Assignment:
Gather, from the listing beneath this task, every line holding the string "usize".

Data provided:
= Beginning of Section =

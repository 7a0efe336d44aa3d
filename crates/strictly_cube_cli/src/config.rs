//! Game configuration loaded from TOML.

use derive_getters::Getters;
use derive_more::{Display, Error};
use serde::{Deserialize, Serialize};
use std::path::Path;
use strictly_cube::{Player, MAX_BOARD_SIZE, MIN_BOARD_SIZE};
use tracing::{debug, info, instrument};

/// Configuration for a cubic tic-tac-toe session.
///
/// ```toml
/// size = 4
/// first_player = "O"
/// seed = 7
/// ```
#[derive(Debug, Clone, PartialEq, Eq, Getters, Serialize, Deserialize)]
pub struct GameConfig {
    /// Edge length of the cube.
    #[serde(default = "default_size")]
    size: usize,

    /// Player who moves first after every reset.
    #[serde(default = "default_first_player")]
    first_player: Player,

    /// Seed for random playouts; a fresh seed is drawn when absent.
    #[serde(default)]
    seed: Option<u64>,
}

fn default_size() -> usize {
    3
}

fn default_first_player() -> Player {
    Player::X
}

impl Default for GameConfig {
    fn default() -> Self {
        Self {
            size: default_size(),
            first_player: default_first_player(),
            seed: None,
        }
    }
}

impl GameConfig {
    /// Loads configuration from a TOML file.
    #[instrument(skip(path), fields(path = %path.as_ref().display()))]
    pub fn from_file(path: impl AsRef<Path>) -> Result<Self, ConfigError> {
        debug!("Loading config from file");
        let content = std::fs::read_to_string(path.as_ref())
            .map_err(|e| ConfigError::new(format!("Failed to read config file: {}", e)))?;

        let config: Self = toml::from_str(&content)
            .map_err(|e| ConfigError::new(format!("Failed to parse config: {}", e)))?;
        config.validate()?;

        info!(size = config.size, first_player = %config.first_player, "Config loaded successfully");
        Ok(config)
    }

    /// Loads `path` when given, otherwise the defaults.
    pub fn load(path: Option<&Path>) -> Result<Self, ConfigError> {
        match path {
            Some(path) => Self::from_file(path),
            None => Ok(Self::default()),
        }
    }

    /// Applies command-line overrides on top of the loaded values.
    #[instrument(skip(self))]
    pub fn with_overrides(
        mut self,
        size: Option<usize>,
        first_player: Option<Player>,
        seed: Option<u64>,
    ) -> Result<Self, ConfigError> {
        if let Some(size) = size {
            self.size = size;
        }
        if let Some(first_player) = first_player {
            self.first_player = first_player;
        }
        if seed.is_some() {
            self.seed = seed;
        }
        self.validate()?;
        Ok(self)
    }

    fn validate(&self) -> Result<(), ConfigError> {
        if !(MIN_BOARD_SIZE..=MAX_BOARD_SIZE).contains(&self.size) {
            return Err(ConfigError::new(format!(
                "Board size {} must be between {} and {}",
                self.size, MIN_BOARD_SIZE, MAX_BOARD_SIZE
            )));
        }
        Ok(())
    }
}

/// Configuration error.
#[derive(Debug, Clone, Display, Error)]
#[display("Config error: {} at {}:{}", message, file, line)]
pub struct ConfigError {
    /// Error message.
    pub message: String,
    /// Line number where error occurred.
    pub line: u32,
    /// Source file where error occurred.
    pub file: &'static str,
}

impl ConfigError {
    /// Creates a new config error with caller location tracking.
    #[track_caller]
    pub fn new(message: impl Into<String>) -> Self {
        let loc = std::panic::Location::caller();
        Self {
            message: message.into(),
            line: loc.line(),
            file: loc.file(),
        }
    }
}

= End of Section =

Response to the exercise:
    size: usize,
fn default_size() -> usize {
        size: Option<usize>,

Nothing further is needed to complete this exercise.